### THE TASK
Every line in the entries that holds "correctamente" should be identified and copied.

(Stored items)

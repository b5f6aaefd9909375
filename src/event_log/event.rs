//! Typed view of the daily log lines
//!
//! The text format is the persisted history and has to stay readable for
//! files written by earlier releases, so the vocabulary below is fixed:
//!
//! ```text
//! [2024-01-01 06:00:00] 🎵 Stream Principal funcionando correctamente
//! [2024-01-01 06:05:00] ❌ No se pudo acceder al Stream Secundario.
//! [2024-01-01 06:10:00] 🔇 Silencio prolongado detectado en el Stream Principal.
//! [2023-06-01 06:00:00] 🎵 Stream funcionando correctamente      (single-stream era)
//! ```
//!
//! Rendering and parsing both live here; nothing else touches raw lines.

use std::fmt;

use chrono::NaiveDateTime;

use crate::ChannelRole;

pub const TIMESTAMP_FORMAT: &str = "%Y-%m-%d %H:%M:%S";

const UNREACHABLE_GLYPH: &str = "❌";
const SILENT_GLYPH: &str = "🔇";
const SUMMARY_SENT_MARKER: &str = "📋 Resumen enviado";
const LEGACY_OK_MARKER: &str = "🎵 Stream funcionando correctamente";
const PRIMARY_WORD: &str = "Principal";
const SECONDARY_WORD: &str = "Secundario";

/// Outcome of one channel check as recorded in the log
#[derive(Debug, Clone, Copy, PartialEq, Eq, Hash)]
pub enum EventStatus {
    Ok,
    Silent,
    Unreachable,
}

impl EventStatus {
    pub fn is_outage(self) -> bool {
        !matches!(self, EventStatus::Ok)
    }
}

/// Name of a channel inside log lines.
pub fn log_name(role: ChannelRole) -> &'static str {
    match role {
        ChannelRole::Primary => "Stream Principal",
        ChannelRole::Secondary => "Stream Secundario",
    }
}

/// Per-channel counters reported in the summary bookkeeping line.
#[derive(Debug, Clone, Copy, Default, PartialEq, Eq)]
pub struct Tally {
    pub ok: usize,
    pub errors: usize,
}

/// Every kind of line this crate writes.
#[derive(Debug, Clone)]
pub enum Entry {
    CycleStarted,
    NightMode(ChannelRole),
    Check {
        channel: ChannelRole,
        status: EventStatus,
        night: bool,
    },
    EmailSent {
        subject: String,
    },
    EmailFailed {
        error: String,
    },
    ChatSent,
    ChatFailed {
        error: String,
    },
    LogPruned {
        file: String,
    },
    SummaryStarted {
        from: NaiveDateTime,
        to: NaiveDateTime,
    },
    SummarySent {
        primary: Tally,
        secondary: Tally,
    },
    SummaryFailed {
        error: String,
    },
}

impl fmt::Display for Entry {
    fn fmt(&self, f: &mut fmt::Formatter<'_>) -> fmt::Result {
        match self {
            Entry::CycleStarted => write!(f, "⏱ Iniciando monitoreo..."),
            Entry::NightMode(role) => write!(
                f,
                "🌙 Horario nocturno (00:00-05:00): omitiendo detección de silencio en {}",
                log_name(*role)
            ),
            Entry::Check {
                channel,
                status,
                night,
            } => {
                let name = log_name(*channel);
                match status {
                    EventStatus::Ok if *night => {
                        write!(f, "🎵 {name} funcionando correctamente (modo nocturno)")
                    }
                    EventStatus::Ok => write!(f, "🎵 {name} funcionando correctamente"),
                    EventStatus::Unreachable => {
                        write!(f, "{UNREACHABLE_GLYPH} No se pudo acceder al {name}.")
                    }
                    EventStatus::Silent => {
                        write!(f, "{SILENT_GLYPH} Silencio prolongado detectado en el {name}.")
                    }
                }
            }
            Entry::EmailSent { subject } => write!(f, "📧 Alerta enviada: {subject}"),
            Entry::EmailFailed { error } => write!(f, "🚫 Error al enviar email: {error}"),
            Entry::ChatSent => write!(f, "📲 Alerta enviada a Telegram"),
            // no outage glyph here: legacy parsing would count it against the primary stream
            Entry::ChatFailed { error } => write!(f, "🚫 Error al enviar Telegram: {error}"),
            Entry::LogPruned { file } => write!(f, "🧹 Log eliminado: {file}"),
            Entry::SummaryStarted { from, to } => write!(
                f,
                "📊 Generando resumen desde {} hasta {}",
                from.format("%H:%M"),
                to.format("%H:%M")
            ),
            Entry::SummarySent { primary, secondary } => write!(
                f,
                "{SUMMARY_SENT_MARKER}: Principal({} OK, {} errores), Secundario({} OK, {} errores)",
                primary.ok, primary.errors, secondary.ok, secondary.errors
            ),
            Entry::SummaryFailed { error } => write!(f, "🚫 Error generando resumen: {error}"),
        }
    }
}

/// Prefix a message with its bracketed timestamp.
pub fn render_line(timestamp: NaiveDateTime, message: &str) -> String {
    format!("[{}] {}", timestamp.format(TIMESTAMP_FORMAT), message)
}

/// One parsed log line.
#[derive(Debug, Clone, PartialEq, Eq)]
pub struct LogEvent {
    pub timestamp: NaiveDateTime,
    /// Channel the line is attributed to, if it is a check outcome
    pub channel: Option<ChannelRole>,
    pub status: Option<EventStatus>,
    pub raw_line: String,
}

impl LogEvent {
    /// Parse a raw line. Returns `None` when the first bracketed token is
    /// missing or is not a timestamp. Anything before the opening bracket
    /// (such as a `INFO:root:` logger prefix) is ignored.
    pub fn parse(line: &str) -> Option<LogEvent> {
        let line = line.trim_end_matches(['\r', '\n']);
        let open = line.find('[')?;
        let close = open + line[open..].find(']')?;

        let stamp = &line[open + 1..close];
        let timestamp = NaiveDateTime::parse_from_str(stamp, TIMESTAMP_FORMAT).ok()?;

        let (channel, status) = match classify(line) {
            Some((channel, status)) => (Some(channel), Some(status)),
            None => (None, None),
        };

        Some(LogEvent {
            timestamp,
            channel,
            status,
            raw_line: line.to_string(),
        })
    }

    /// Whether this line records a sent summary.
    pub fn is_summary_sent(&self) -> bool {
        self.raw_line.contains(SUMMARY_SENT_MARKER)
    }
}

fn outage_glyph(line: &str) -> Option<EventStatus> {
    if line.contains(UNREACHABLE_GLYPH) {
        Some(EventStatus::Unreachable)
    } else if line.contains(SILENT_GLYPH) {
        Some(EventStatus::Silent)
    } else {
        None
    }
}

fn ok_marker(line: &str, role: ChannelRole) -> bool {
    let name = log_name(role);
    line.contains(&format!("🎵 {name} funcionando correctamente"))
        || line.contains(&format!("{name} funcionando correctamente (modo nocturno)"))
}

/// Attribute a line to a channel, first match wins:
/// named ok, named outage (primary before secondary), then unnamed lines
/// which predate the secondary stream and belong to the primary.
fn classify(line: &str) -> Option<(ChannelRole, EventStatus)> {
    let glyph = outage_glyph(line);

    for role in ChannelRole::ALL {
        if ok_marker(line, role) {
            return Some((role, EventStatus::Ok));
        }
        if let Some(status) = glyph
            && line.contains(log_name(role))
        {
            return Some((role, status));
        }
    }

    if line.contains(PRIMARY_WORD) || line.contains(SECONDARY_WORD) {
        return None;
    }

    if line.contains(LEGACY_OK_MARKER) {
        return Some((ChannelRole::Primary, EventStatus::Ok));
    }

    glyph.map(|status| (ChannelRole::Primary, status))
}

### ANSWER TO THE PROBLEM
//! [2024-01-01 06:00:00] 🎵 Stream Principal funcionando correctamente
//! [2023-06-01 06:00:00] 🎵 Stream funcionando correctamente      (single-stream era)
const LEGACY_OK_MARKER: &str = "🎵 Stream funcionando correctamente";
                        write!(f, "🎵 {name} funcionando correctamente (modo nocturno)")
                    EventStatus::Ok => write!(f, "🎵 {name} funcionando correctamente"),
    line.contains(&format!("🎵 {name} funcionando correctamente"))
        || line.contains(&format!("{name} funcionando correctamente (modo nocturno)"))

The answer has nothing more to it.